AHMED BİN HARB
Evliyânın
büyüklerinden. İsmi Ahmed bin Harb, künyesi Ebû Abdullah'tır. Nişabur'da doğdu.
Doğum târihi bilinmemektedir. Horasan pîri diye meşhur oldu. İlim ve fazîlette
üstün derecelere yükseldi. 848 (H.234) senesinde vefât etti.
Büyüklüğü
herkes tarafından bilinir ve kabul edilirdi. Büyük âlim Yahyâ bin Muâz-ı Râzî
vefât ettiğinde başının Ahmed bin Harb'in ayaklarının ucuna gelecek şekilde
defnedilmesini vasiyet etti.
Ahmed bin
Harb, Süfyân bin Uyeyne, Yahyâ bin Muâz ve başka gönül sultanı ehil zâtların
sohbetlerinde bulunarak ilim öğrenip olgunlaştı. Verâ, haram ve şüphelilerden
kaçmakta benzeri yoktu.
Bir gün
annesi; "Gel kendi evimizde büyüttüğüm bir tavuğu kızarttım. Bundan ye." dedi.

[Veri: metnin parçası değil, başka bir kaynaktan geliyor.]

impl Engine {
    /// An engine using `executors`, with the rate limiter and request ceilings
    /// described by `config` and the default expression evaluator.
    pub fn new(config: ScanConfig, executors: ExecutorRegistry) -> Self {
        let limiter: Arc<dyn RateLimiter> = if config.rate_limit == 0 {
            Arc::new(Unlimited)
        } else {
            Arc::new(TokenBucket::per_second(config.rate_limit))
        };
        Engine {
            global_permits: Arc::new(Semaphore::new(config.max_in_flight.max(1))),
            template_permits: RwLock::new(HashMap::new()),
            limiter,
            interactions: None,
            cel: default_cel(),
            executors,
            config,
        }
    }

    /// An engine with the built-in HTTP, DNS and network executors.
    pub fn from_config(config: ScanConfig) -> Result<Self, ExecError> {
        let executors = ExecutorRegistry::with_defaults(&config)?;
        Ok(Self::new(config, executors))
    }

    pub fn with_rate_limiter(mut self, limiter: Arc<dyn RateLimiter>) -> Self {
        self.limiter = limiter;
        self
    }

    pub fn with_interactions(mut self, client: Arc<dyn InteractionClient>) -> Self {
        self.interactions = Some(client);
        self
    }

    pub fn with_cel(mut self, cel: Option<Arc<dyn CelEvaluator>>) -> Self {
        self.cel = cel;
        self
    }

    pub fn config(&self) -> &ScanConfig {
        &self.config
    }

    pub fn executors(&self) -> &ExecutorRegistry {
        &self.executors
    }

    /// Runs every Request Block of `template` in order.
    ///
    /// `scope` is the binding set the template starts from; the template's own
    /// variables are added without overriding it, and values extracted by one
    /// request are visible to every later request of the same invocation.
    /// Records for fired requests are pushed into `ctx` as they happen.
    pub async fn run_template(
        &self,
        ctx: &mut ExecutionContext,
        template: &Template,
        scope: &Variables,
        workflow_id: Option<&str>,
    ) -> Result<TemplateOutcome, ExecError> {
        match template.kind() {
            TemplateKind::Template => {}
            TemplateKind::Workflow => {
                return Err(ExecError::config(format!(
                    "template '{}' is a workflow and cannot run as a step",
                    template.id
                )));
            }
            TemplateKind::AdvancedWorkflow => {
                return Err(ExecError::config(format!(
                    "template '{}' carries an executable code block, which is not supported",
                    template.id
                )));
            }
        }

        let mut local = scope.clone();
        local.seed_template(template)?;

        let mut outcome = TemplateOutcome::default();
        for (index, block) in template.requests.iter().enumerate() {
            if ctx.is_cancelled() {
                return Err(ExecError::Cancelled);
            }
            let block_outcome = self
                .run_block(ctx, template, index, block, &mut local, workflow_id, &mut outcome)
                .await;
            match block_outcome {
                Ok(()) => {}
                Err(e @ (ExecError::Cancelled | ExecError::Fatal { .. })) => return Err(e),
                Err(e) => warn!(
                    template = %template.id,
                    block = index,
                    error = %e,
                    "request block skipped"
                ),
            }
        }
        Ok(outcome)
    }

    #[allow(clippy::too_many_arguments)]
    async fn run_block(
        &self,
        ctx: &mut ExecutionContext,
        template: &Template,
        index: usize,
        block: &RequestBlock,
        local: &mut Variables,
        workflow_id: Option<&str>,
        outcome: &mut TemplateOutcome,
    ) -> Result<(), ExecError> {
        let protocol = block.protocol();
        let executor = self.executors.get(protocol).ok_or_else(|| {
            ExecError::config(format!("no executor registered for protocol {}", protocol))
        })?;

        let lease = self.register_interaction(block, local)?;
        let stop_at_first = block.stop_at_first_match || self.config.stop_at_first_match;

        let compiled = executor.compile(block, local);
        let mut pending: Vec<ResponseView> = Vec::new();
        for (req_index, request) in compiled.into_iter().enumerate() {
            let request = match request {
                Ok(r) => r,
                Err(e) => {
                    warn!(
                        template = %template.id,
                        block = index,
                        request = req_index,
                        error = %e,
                        "request not compiled"
                    );
                    continue;
                }
            };

            ctx.note_request();
            let view = match self
                .dispatch(executor.as_ref(), &request, &template.id, ctx.cancel_signal())
                .await
            {
                Ok(view) => view,
                Err(e @ (ExecError::Cancelled | ExecError::Fatal { .. })) => return Err(e),
                Err(e) => {
                    warn!(
                        template = %template.id,
                        endpoint = %request.endpoint,
                        error = %e,
                        "request failed; treated as no match"
                    );
                    continue;
                }
            };

            if lease.is_some() {
                pending.push(view);
                continue;
            }
            let result = self.evaluate(ctx, template, block, &view, local, workflow_id);
            let fired = result.fired;
            local.merge(&result.extracted);
            outcome.absorb(result);
            if fired && stop_at_first {
                break;
            }
        }

        if let Some(lease) = lease {
            let wait = if pending.is_empty() {
                std::time::Duration::ZERO
            } else {
                self.config.interaction_wait()
            };
            let interactions = lease
                .client
                .wait_for(&lease.token, wait, ctx.cancel_signal())
                .await?;
            debug!(template = %template.id, count = interactions.len(), "interactions received");
            for mut view in pending {
                view.attach_interactions(&interactions);
                let result = self.evaluate(ctx, template, block, &view, local, workflow_id);
                let fired = result.fired;
                local.merge(&result.extracted);
                outcome.absorb(result);
                if fired && stop_at_first {
                    break;
                }
            }
        }
        Ok(())
    }

    /// Registers an interaction token when any matcher of `block` reads an
    /// interaction part, and binds the listener URL.
    fn register_interaction(
        &self,
        block: &RequestBlock,
        local: &mut Variables,
    ) -> Result<Option<InteractionLease>, ExecError> {
        let needs = block
            .matchers
            .iter()
            .any(|m| m.part.as_deref().is_some_and(is_interaction_part));
        if !needs {
            return Ok(None);
        }
        let Some(client) = &self.interactions else {
            warn!("block matches on interactions but no interaction client is configured");
            return Ok(None);
        };
        let token = client.new_token();
        let url = client.register(&token)?;
        local.set(INTERACTION_URL_VAR, url);
        Ok(Some(InteractionLease {
            client: client.clone(),
            token,
        }))
    }

    fn evaluate(
        &self,
        ctx: &mut ExecutionContext,
        template: &Template,
        block: &RequestBlock,
        view: &ResponseView,
        local: &Variables,
        workflow_id: Option<&str>,
    ) -> RequestOutcome {
        let cel = self.cel.as_deref();
        let matched = evaluate_matchers(&block.matchers, block.matchers_condition, view, local, cel);

        let extracted = if block.extract == ExtractScope::AfterMatch && !matched.fired {
            Extracted::new()
        } else {
            evaluate_extractors(&block.extractors, view, local, cel)
        };

        if matched.fired {
            let reported = match self.config.internal_variables {
                InternalVariablePolicy::Hide => extracted.without_internal(),
                InternalVariablePolicy::Report => extracted.clone(),
            };
            debug!(
                template = %template.id,
                matched_at = %view.matched_at,
                matchers = ?matched.matched_names,
                "matched"
            );
            ctx.push_record(ResultRecord {
                template_id: template.id.clone(),
                template_name: template.info.name.clone(),
                workflow_id: workflow_id.map(str::to_string),
                target: ctx.target.clone(),
                matched_at: view.matched_at.clone(),
                timestamp: Utc::now(),
                matcher_names: matched.matched_names.clone(),
                extracted: reported,
                severity: template.info.severity,
                tags: template.info.tags.clone(),
                metadata: template.info.metadata.clone(),
                request: view.request.clone(),
            });
        }

        RequestOutcome {
            fired: matched.fired,
            matched_names: matched.matched_names,
            extracted,
        }
    }

    /// Dispatches `request`, retrying transport failures up to the configured
    /// count.
    pub async fn dispatch(
        &self,
        executor: &dyn ProtocolExecutor,
        request: &CompiledRequest,
        template_id: &str,
        cancel: &CancelSignal,
    ) -> Result<ResponseView, ExecError> {
        let attempts = self.config.retries.saturating_add(1);
        let mut attempt = 0;
        loop {
            attempt += 1;
            match self.attempt(executor, request, template_id, cancel).await {
                Err(e) if e.is_retryable() && attempt < attempts => {
                    let delay = exponential_backoff(
                        self.config.backoff_base_ms,
                        self.config.backoff_max_ms,
                        attempt,
                    );
                    debug!(
                        endpoint = %request.endpoint,
                        attempt,
                        ?delay,
                        error = %e,
                        "transport error; retrying"
                    );
                    tokio::select! {
                        _ = tokio::time::sleep(delay) => {}
                        _ = cancel.cancelled() => return Err(ExecError::Cancelled),
                    }
                }
                other => return other,
            }
        }
    }

    async fn attempt(
        &self,
        executor: &dyn ProtocolExecutor,
        request: &CompiledRequest,
        template_id: &str,
        cancel: &CancelSignal,
    ) -> Result<ResponseView, ExecError> {
        if cancel.is_cancelled() {
            return Err(ExecError::Cancelled);
        }
        let _global = acquire(self.global_permits.clone(), cancel).await?;
        let _template = acquire(self.template_semaphore(template_id).await, cancel).await?;
        self.limiter.acquire(1, cancel).await?;

        let deadline = self.config.timeout();
        tokio::select! {
            biased;
            _ = cancel.cancelled() => Err(ExecError::Cancelled),
            result = tokio::time::timeout(deadline, executor.execute(request)) => match result {
                Ok(r) => r,
                Err(_) => Err(ExecError::transport(
                    TransportErrorKind::Timeout,
                    &request.endpoint,
                    format!("no response within {:?}", deadline),
                )),
            },
        }
    }

    async fn template_semaphore(&self, template_id: &str) -> Arc<Semaphore> {
        {
            let map = self.template_permits.read().await;
            if let Some(sem) = map.get(template_id) {
                return sem.clone();
            }
        }
        let mut map = self.template_permits.write().await;
        map.entry(template_id.to_string())
            .or_insert_with(|| Arc::new(Semaphore::new(self.config.template_concurrency.max(1))))
            .clone()
    }
}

Ahmed bin Harb; "Anneciğim! Bu tavuk, bir gün komşumuzun damına çıkıp birkaç
dâne yedi. Bunun için o tavuktan yemek istemiyorum." dedi. Annesi bu sözleri
duyunca, kendisine böyle bir evlâd verdiği için Allahü teâlâya hamd ve şükür
etti.
Ahmed bin
Harb çok ibâdet ederdi. Bu sebeple kendisine; "Ey Allahü teâlânın sevgili kulu!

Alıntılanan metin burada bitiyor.